+++ Materials provided +++

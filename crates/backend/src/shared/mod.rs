pub mod config;
pub mod request_logger;
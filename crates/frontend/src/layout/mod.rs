pub mod language_switch;

use language_switch::LanguageSwitch;
use leptos::prelude::*;

/// Page frame: floating language switch, main content, footer.
///
/// ```text
/// +------------------------------------------+
/// |                         [language switch] |
/// |  main (fetched fragment)                  |
/// |  feedback                                 |
/// +------------------------------------------+
/// ```
#[component]
pub fn Shell<C, F>(content: C, footer: F) -> impl IntoView
where
    C: Fn() -> AnyView + 'static + Send,
    F: Fn() -> AnyView + 'static + Send,
{
    view! {
        <div class="app-layout">
            <LanguageSwitch />
            <main class="app-main">
                {content()}
            </main>
            <footer class="app-footer">
                {footer()}
            </footer>
        </div>
    }
}
use std::path::Path;
use std::sync::Arc;

use axum::{handler::Handler, routing::get, Router};
use tower_http::services::ServeDir;

use crate::{handlers, AppState};

/// Конфигурация всех роутов приложения
///
/// Anything not matched by an explicit route is served from `static_dir`.
/// Unmatched page paths fall back to its `index.html`; unmatched file paths
/// are 404.
pub fn configure_routes(state: AppState, static_dir: &Path) -> Router {
    let shell = handlers::shell::app_shell.with_state(Arc::new(static_dir.join("index.html")));
    let static_files = ServeDir::new(static_dir).fallback(shell);

    Router::new()
        .route("/health", get(|| async { "ok" }))
        .route("/content/:file", get(handlers::content::get_fragment))
        .fallback_service(static_files)
        .with_state(state)
}

#[cfg(test)]
mod tests {
    use super::*;
    use axum::body::{to_bytes, Body};
    use axum::http::{header, Request, StatusCode};
    use std::path::PathBuf;
    use tower::ServiceExt;

    /// Fresh directory with the given files, unique per test.
    fn fixture_dir(name: &str, files: &[(&str, &str)]) -> PathBuf {
        let dir = std::env::temp_dir().join(format!(
            "epidural-server-{}-{}",
            name,
            std::process::id()
        ));
        let _ = std::fs::remove_dir_all(&dir);
        std::fs::create_dir_all(&dir).unwrap();
        for (file, contents) in files {
            std::fs::write(dir.join(file), contents).unwrap();
        }
        dir
    }

    fn app(content_dir: PathBuf, static_dir: &Path) -> Router {
        configure_routes(AppState { content_dir }, static_dir)
    }

    async fn fetch(app: Router, uri: &str) -> (StatusCode, Option<String>, String) {
        let response = app
            .oneshot(Request::builder().uri(uri).body(Body::empty()).unwrap())
            .await
            .unwrap();
        let status = response.status();
        let content_type = response
            .headers()
            .get(header::CONTENT_TYPE)
            .map(|v| v.to_str().unwrap().to_string());
        let body = to_bytes(response.into_body(), usize::MAX).await.unwrap();
        (status, content_type, String::from_utf8(body.to_vec()).unwrap())
    }

    #[tokio::test]
    async fn test_health() {
        let dir = fixture_dir("health", &[]);
        let (status, _, body) = fetch(app(dir.clone(), &dir), "/health").await;
        assert_eq!(status, StatusCode::OK);
        assert_eq!(body, "ok");
    }

    #[tokio::test]
    async fn test_serves_language_fragment() {
        let dir = fixture_dir("fragment", &[("en.html", "<p>Epidural</p>")]);
        let (status, content_type, body) = fetch(app(dir.clone(), &dir), "/content/en.html").await;
        assert_eq!(status, StatusCode::OK);
        assert_eq!(content_type.as_deref(), Some("text/html; charset=utf-8"));
        assert_eq!(body, "<p>Epidural</p>");
    }

    #[tokio::test]
    async fn test_unknown_language_is_not_found() {
        let dir = fixture_dir("unknown", &[("fr.html", "<p>non</p>")]);
        let (status, _, _) = fetch(app(dir.clone(), &dir), "/content/fr.html").await;
        assert_eq!(status, StatusCode::NOT_FOUND);
    }

    #[tokio::test]
    async fn test_missing_fragment_is_not_found() {
        let dir = fixture_dir("missing", &[("en.html", "<p>x</p>")]);
        let (status, _, body) = fetch(app(dir.clone(), &dir), "/content/ar.html").await;
        assert_eq!(status, StatusCode::NOT_FOUND);
        assert_eq!(body, "not found");
        assert!(!body.contains(&dir.display().to_string()));
    }

    #[tokio::test]
    async fn test_static_fallback_to_index() {
        let dir = fixture_dir("static", &[("index.html", "<html>shell</html>")]);
        let content = fixture_dir("static-content", &[]);
        let (status, _, body) = fetch(app(content, &dir), "/some/deep/link").await;
        assert_eq!(status, StatusCode::OK);
        assert_eq!(body, "<html>shell</html>");
    }

    #[tokio::test]
    async fn test_fragment_under_page_path_is_not_shell() {
        let dir = fixture_dir("nested", &[("index.html", "<html>shell</html>")]);
        let content = fixture_dir("nested-content", &[("en.html", "<p>Epidural</p>")]);
        let (status, _, body) = fetch(app(content, &dir), "/info/content/en.html").await;
        assert_eq!(status, StatusCode::NOT_FOUND);
        assert!(!body.contains("shell"));
    }

    #[tokio::test]
    async fn test_existing_static_file_is_served() {
        let dir = fixture_dir(
            "asset",
            &[("index.html", "<html>shell</html>"), ("app.js", "run()")],
        );
        let content = fixture_dir("asset-content", &[]);
        let (status, _, body) = fetch(app(content, &dir), "/app.js").await;
        assert_eq!(status, StatusCode::OK);
        assert_eq!(body, "run()");
    }
}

+++

Exercise goal — Your response should consist of the records, printed exactly.

Written answer —
filename crates/backend/src/shared/mod.rs
pub mod config;
pub mod request_logger;
filename crates/frontend/src/layout/mod.rs
pub mod language_switch;

use language_switch::LanguageSwitch;
use leptos::prelude::*;

/// Page frame: floating language switch, main content, footer.
///
/// ```text
/// +------------------------------------------+
/// |                         [language switch] |
/// |  main (fetched fragment)                  |
/// |  feedback                                 |
/// +------------------------------------------+
/// ```
#[component]
pub fn Shell<C, F>(content: C, footer: F) -> impl IntoView
where
    C: Fn() -> AnyView + 'static + Send,
    F: Fn() -> AnyView + 'static + Send,
{
    view! {
        <div class="app-layout">
            <LanguageSwitch />
            <main class="app-main">
                {content()}
            </main>
            <footer class="app-footer">
                {footer()}
            </footer>
        </div>
    }
}
use std::path::Path;
use std::sync::Arc;

use axum::{handler::Handler, routing::get, Router};
use tower_http::services::ServeDir;

use crate::{handlers, AppState};

/// Конфигурация всех роутов приложения
///
/// Anything not matched by an explicit route is served from `static_dir`.
/// Unmatched page paths fall back to its `index.html`; unmatched file paths
/// are 404.
pub fn configure_routes(state: AppState, static_dir: &Path) -> Router {
    let shell = handlers::shell::app_shell.with_state(Arc::new(static_dir.join("index.html")));
    let static_files = ServeDir::new(static_dir).fallback(shell);

    Router::new()
        .route("/health", get(|| async { "ok" }))
        .route("/content/:file", get(handlers::content::get_fragment))
        .fallback_service(static_files)
        .with_state(state)
}

#[cfg(test)]
mod tests {
    use super::*;
    use axum::body::{to_bytes, Body};
    use axum::http::{header, Request, StatusCode};
    use std::path::PathBuf;
    use tower::ServiceExt;

    /// Fresh directory with the given files, unique per test.
    fn fixture_dir(name: &str, files: &[(&str, &str)]) -> PathBuf {
        let dir = std::env::temp_dir().join(format!(
            "epidural-server-{}-{}",
            name,
            std::process::id()
        ));
        let _ = std::fs::remove_dir_all(&dir);
        std::fs::create_dir_all(&dir).unwrap();
        for (file, contents) in files {
            std::fs::write(dir.join(file), contents).unwrap();
        }
        dir
    }

    fn app(content_dir: PathBuf, static_dir: &Path) -> Router {
        configure_routes(AppState { content_dir }, static_dir)
    }

    async fn fetch(app: Router, uri: &str) -> (StatusCode, Option<String>, String) {
        let response = app
            .oneshot(Request::builder().uri(uri).body(Body::empty()).unwrap())
            .await
            .unwrap();
        let status = response.status();
        let content_type = response
            .headers()
            .get(header::CONTENT_TYPE)
            .map(|v| v.to_str().unwrap().to_string());
        let body = to_bytes(response.into_body(), usize::MAX).await.unwrap();
        (status, content_type, String::from_utf8(body.to_vec()).unwrap())
    }

    #[tokio::test]
    async fn test_health() {
        let dir = fixture_dir("health", &[]);
        let (status, _, body) = fetch(app(dir.clone(), &dir), "/health").await;
        assert_eq!(status, StatusCode::OK);
        assert_eq!(body, "ok");
    }

    #[tokio::test]
    async fn test_serves_language_fragment() {
        let dir = fixture_dir("fragment", &[("en.html", "<p>Epidural</p>")]);
        let (status, content_type, body) = fetch(app(dir.clone(), &dir), "/content/en.html").await;
        assert_eq!(status, StatusCode::OK);
        assert_eq!(content_type.as_deref(), Some("text/html; charset=utf-8"));
        assert_eq!(body, "<p>Epidural</p>");
    }

    #[tokio::test]
    async fn test_unknown_language_is_not_found() {
        let dir = fixture_dir("unknown", &[("fr.html", "<p>non</p>")]);
        let (status, _, _) = fetch(app(dir.clone(), &dir), "/content/fr.html").await;
        assert_eq!(status, StatusCode::NOT_FOUND);
    }

    #[tokio::test]
    async fn test_missing_fragment_is_not_found() {
        let dir = fixture_dir("missing", &[("en.html", "<p>x</p>")]);
        let (status, _, body) = fetch(app(dir.clone(), &dir), "/content/ar.html").await;
        assert_eq!(status, StatusCode::NOT_FOUND);
        assert_eq!(body, "not found");
        assert!(!body.contains(&dir.display().to_string()));
    }

    #[tokio::test]
    async fn test_static_fallback_to_index() {
        let dir = fixture_dir("static", &[("index.html", "<html>shell</html>")]);
        let content = fixture_dir("static-content", &[]);
        let (status, _, body) = fetch(app(content, &dir), "/some/deep/link").await;
        assert_eq!(status, StatusCode::OK);
        assert_eq!(body, "<html>shell</html>");
    }

    #[tokio::test]
    async fn test_fragment_under_page_path_is_not_shell() {
        let dir = fixture_dir("nested", &[("index.html", "<html>shell</html>")]);
        let content = fixture_dir("nested-content", &[("en.html", "<p>Epidural</p>")]);
        let (status, _, body) = fetch(app(content, &dir), "/info/content/en.html").await;
        assert_eq!(status, StatusCode::NOT_FOUND);
        assert!(!body.contains("shell"));
    }

    #[tokio::test]
    async fn test_existing_static_file_is_served() {
        let dir = fixture_dir(
            "asset",
            &[("index.html", "<html>shell</html>"), ("app.js", "run()")],
        );
        let content = fixture_dir("asset-content", &[]);
        let (status, _, body) = fetch(app(content, &dir), "/app.js").await;
        assert_eq!(status, StatusCode::OK);
        assert_eq!(body, "run()");
    }
}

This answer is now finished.